Mundo

Biden de "mãos atadas" pela crescente hostilidade de Washington face à China

None

A crescente hostilidade da classe política norte-americana face à China vai "atar as mãos" do Presidente dos Estados Unidos, Joe Biden, na relação com Pequim, previu à Lusa um proeminente diplomata e autor de Singapura.

"Acho que é bastante claro que Joe Biden vai ter uma tarefa sinuosa", afirmou Kishore Mahbubani, autor do livro "A China Já Ganhou?", editado em Portugal no final do ano passado.

"Há um consenso anti-China muito forte em Washington", apontou. "Os republicanos vão destruí-lo caso ele seja brando com a China (...), mas, por outro lado, penso que ele vai ter uma química muito boa com [o Presidente chinês], Xi Jinping", acrescentou.

Investigador do Instituto de Pesquisa sobre a Ásia, na Universidade Nacional de Singapura, Mahbubani foi durante mais de 30 anos diplomata, tendo assumido a presidência do Conselho de Segurança das Nações Unidas entre 2001 e 2002.
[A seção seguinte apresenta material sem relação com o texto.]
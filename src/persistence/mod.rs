pub mod backtest_repo;
pub mod database;
pub mod equity_repo;
pub mod trades_repo;
pub mod zones_repo;

pub use backtest_repo::SqliteBacktestRunRepository;
pub use database::Database;
pub use equity_repo::SqliteEquitySnapshotRepository;
pub use trades_repo::SqliteTradeRepository;
pub use zones_repo::SqliteZoneRepository;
A relação entre a China e os Estados Unidos deteriorou-se rapidamente nos últimos dois anos, com várias disputas simultâneas, incluindo uma prolongada guerra comercial e tecnológica.

Em Pequim e em Washington, referências a uma nova Guerra Fria tornaram-se comuns.

Mahbubani considerou que a política de confrontação adotada pelo anterior governo norte-americano de Donald Trump não conseguiu conter a ascensão do país asiático.

"O resultado, após quatro anos, é uma China mais forte e uma América mais fraca", resumiu.

E, embora tenha parado com ataques retóricos e anúncios quase diários de novas sanções contra a China, a administração de Joe Biden ainda não anulou nenhuma das medidas do executivo anterior.

Mahbubani advertiu, porém, que os Estados Unidos estão a cometer "graves erros estratégicos" e a "subestimar" a China, ao avaliar o país de uma "perspetiva ideológica".

"Isto não é uma disputa entre uma democracia dinâmica nos Estados Unidos e um sistema comunista rígido na China", apontou. "Na verdade, os EUA tornaram-se uma plutocracia e a China uma meritocracia", descreveu.

O autor lembrou que o Partido Comunista Chinês "recruta para os seus quadros as melhores mentes da China", enquanto as doações privadas desvirtuaram o sistema político norte-americano, ao constituírem um "suborno legalizado", que impede a execução de reformas e retira influência ao voto popular.

Em entrevista à agência Lusa, Mahbubani notou que o Ocidente - em particular, os Estados Unidos - tem vindo a cometer "erros estratégicos" que permitiram a ascensão da China.

"A guerra no Iraque foi um presente geopolítico para a China: durante a década que a China mais cresceu, os EUA estiveram atolados a travar uma guerra completamente desnecessária", apontou.

A crise financeira de 2008, causada por hipotecas de alto risco do mercado imobiliário, constituiu outra falha de governação, a que se juntou agora a pandemia de covid-19, que causou quase 1,5 milhão de mortos nos Estados Unidos e Europa, em contraste com o leste da Ásia, onde a maioria dos países conseguiu suprimir a doença nos primeiros meses.

"O mundo está a tornar-se multicivilizacional, onde a civilização ocidental não tem mais o monopólio, seja em termos de inteligência, conhecimento ou superioridade moral", descreveu. "É um mundo muito, muito diferente".